[Given data — start]

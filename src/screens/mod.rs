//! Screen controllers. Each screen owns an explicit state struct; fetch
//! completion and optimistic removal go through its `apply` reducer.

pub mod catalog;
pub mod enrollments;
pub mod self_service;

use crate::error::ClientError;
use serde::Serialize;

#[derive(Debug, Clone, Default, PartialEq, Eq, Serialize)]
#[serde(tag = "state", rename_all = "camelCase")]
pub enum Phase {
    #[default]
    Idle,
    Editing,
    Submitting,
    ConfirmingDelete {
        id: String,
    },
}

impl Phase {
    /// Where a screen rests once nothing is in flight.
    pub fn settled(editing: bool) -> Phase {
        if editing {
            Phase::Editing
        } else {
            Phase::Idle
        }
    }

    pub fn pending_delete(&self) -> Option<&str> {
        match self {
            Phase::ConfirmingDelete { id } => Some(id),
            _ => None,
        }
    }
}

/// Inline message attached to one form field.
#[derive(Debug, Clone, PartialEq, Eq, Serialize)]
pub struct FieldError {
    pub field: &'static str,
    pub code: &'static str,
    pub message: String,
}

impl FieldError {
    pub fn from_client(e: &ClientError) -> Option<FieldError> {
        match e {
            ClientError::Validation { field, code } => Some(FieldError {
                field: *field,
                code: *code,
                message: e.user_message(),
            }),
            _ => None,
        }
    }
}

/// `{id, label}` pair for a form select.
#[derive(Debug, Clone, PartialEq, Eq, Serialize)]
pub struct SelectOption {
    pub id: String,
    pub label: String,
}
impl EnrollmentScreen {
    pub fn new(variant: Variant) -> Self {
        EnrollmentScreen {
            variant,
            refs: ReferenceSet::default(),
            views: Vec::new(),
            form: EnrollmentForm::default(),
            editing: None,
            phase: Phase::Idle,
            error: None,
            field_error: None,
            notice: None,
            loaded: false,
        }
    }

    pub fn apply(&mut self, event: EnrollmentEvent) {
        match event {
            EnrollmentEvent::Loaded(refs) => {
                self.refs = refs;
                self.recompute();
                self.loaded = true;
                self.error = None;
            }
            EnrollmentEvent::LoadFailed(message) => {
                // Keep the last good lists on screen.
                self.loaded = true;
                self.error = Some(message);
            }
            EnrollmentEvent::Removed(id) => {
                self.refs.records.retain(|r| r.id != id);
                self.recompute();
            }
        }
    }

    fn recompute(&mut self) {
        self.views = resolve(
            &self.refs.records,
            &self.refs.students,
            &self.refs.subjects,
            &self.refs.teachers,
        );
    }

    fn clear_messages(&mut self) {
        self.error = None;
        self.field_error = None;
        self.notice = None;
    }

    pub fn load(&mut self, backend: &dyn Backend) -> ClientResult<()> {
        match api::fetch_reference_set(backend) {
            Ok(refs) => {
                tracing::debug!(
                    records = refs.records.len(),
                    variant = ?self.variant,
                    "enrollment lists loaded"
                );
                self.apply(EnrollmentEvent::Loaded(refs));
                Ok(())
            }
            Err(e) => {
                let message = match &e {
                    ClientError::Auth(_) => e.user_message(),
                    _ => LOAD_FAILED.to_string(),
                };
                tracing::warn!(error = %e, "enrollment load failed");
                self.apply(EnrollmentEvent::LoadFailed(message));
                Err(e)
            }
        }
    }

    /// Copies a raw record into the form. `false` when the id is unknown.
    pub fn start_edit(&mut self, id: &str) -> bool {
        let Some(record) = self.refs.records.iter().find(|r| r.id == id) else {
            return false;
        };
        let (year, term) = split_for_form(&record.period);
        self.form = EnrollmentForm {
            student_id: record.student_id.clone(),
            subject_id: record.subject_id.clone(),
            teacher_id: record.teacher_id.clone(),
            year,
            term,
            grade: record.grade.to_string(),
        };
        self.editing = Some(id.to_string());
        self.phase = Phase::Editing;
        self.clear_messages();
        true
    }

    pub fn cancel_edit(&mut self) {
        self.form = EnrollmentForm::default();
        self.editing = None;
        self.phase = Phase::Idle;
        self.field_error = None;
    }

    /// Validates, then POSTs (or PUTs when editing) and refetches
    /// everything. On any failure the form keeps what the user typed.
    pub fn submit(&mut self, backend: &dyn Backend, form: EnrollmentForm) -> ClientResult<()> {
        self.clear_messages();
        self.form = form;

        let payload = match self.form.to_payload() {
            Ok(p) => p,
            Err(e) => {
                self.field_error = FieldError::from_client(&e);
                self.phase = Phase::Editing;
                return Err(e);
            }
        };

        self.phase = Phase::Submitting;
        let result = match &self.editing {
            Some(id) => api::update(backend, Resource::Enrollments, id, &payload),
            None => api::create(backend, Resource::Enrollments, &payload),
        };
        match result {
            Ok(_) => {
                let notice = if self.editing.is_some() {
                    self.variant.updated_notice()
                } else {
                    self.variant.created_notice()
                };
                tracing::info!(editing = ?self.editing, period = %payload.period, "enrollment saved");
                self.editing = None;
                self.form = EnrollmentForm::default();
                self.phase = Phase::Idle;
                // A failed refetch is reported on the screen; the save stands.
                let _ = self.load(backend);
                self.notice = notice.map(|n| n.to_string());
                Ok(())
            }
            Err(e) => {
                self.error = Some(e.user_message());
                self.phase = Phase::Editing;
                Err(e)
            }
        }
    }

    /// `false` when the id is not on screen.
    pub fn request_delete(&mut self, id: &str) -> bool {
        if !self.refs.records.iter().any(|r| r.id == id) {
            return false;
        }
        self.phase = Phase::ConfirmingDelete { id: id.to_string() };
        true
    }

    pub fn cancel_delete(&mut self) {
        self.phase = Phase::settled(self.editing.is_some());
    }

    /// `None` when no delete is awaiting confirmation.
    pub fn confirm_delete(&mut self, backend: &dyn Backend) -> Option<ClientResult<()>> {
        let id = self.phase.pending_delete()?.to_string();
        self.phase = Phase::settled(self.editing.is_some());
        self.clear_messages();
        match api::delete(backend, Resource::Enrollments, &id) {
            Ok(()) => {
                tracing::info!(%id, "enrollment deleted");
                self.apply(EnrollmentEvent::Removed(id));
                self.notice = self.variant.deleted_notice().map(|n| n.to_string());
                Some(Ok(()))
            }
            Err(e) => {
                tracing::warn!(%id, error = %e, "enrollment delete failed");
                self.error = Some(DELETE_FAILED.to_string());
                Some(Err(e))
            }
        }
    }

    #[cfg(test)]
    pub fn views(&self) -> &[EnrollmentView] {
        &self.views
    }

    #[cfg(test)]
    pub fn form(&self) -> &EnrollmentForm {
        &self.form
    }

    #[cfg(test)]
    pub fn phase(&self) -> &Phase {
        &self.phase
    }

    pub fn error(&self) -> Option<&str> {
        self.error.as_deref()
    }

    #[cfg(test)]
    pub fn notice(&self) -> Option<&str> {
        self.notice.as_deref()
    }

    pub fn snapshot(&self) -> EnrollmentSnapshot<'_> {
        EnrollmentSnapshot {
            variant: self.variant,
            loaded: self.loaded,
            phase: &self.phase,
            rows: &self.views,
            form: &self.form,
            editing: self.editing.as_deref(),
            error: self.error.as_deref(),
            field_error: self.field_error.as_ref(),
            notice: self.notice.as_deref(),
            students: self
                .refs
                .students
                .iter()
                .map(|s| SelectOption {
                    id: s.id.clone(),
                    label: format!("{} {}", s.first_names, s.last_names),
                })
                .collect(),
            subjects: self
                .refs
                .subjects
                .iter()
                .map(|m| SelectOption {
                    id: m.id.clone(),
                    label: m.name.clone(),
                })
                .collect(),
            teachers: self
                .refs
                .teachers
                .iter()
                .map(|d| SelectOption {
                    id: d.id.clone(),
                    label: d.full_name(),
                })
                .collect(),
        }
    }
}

[Given data — finish]

Exercise brief » As the answer, set down only the lines from the data above between the one holding "the user typed." and the one holding "let payload = match", inclusive, exactly as they read.

Answer space »
    /// everything. On any failure the form keeps what the user typed.
    pub fn submit(&mut self, backend: &dyn Backend, form: EnrollmentForm) -> ClientResult<()> {
        self.clear_messages();
        self.form = form;

        let payload = match self.form.to_payload() {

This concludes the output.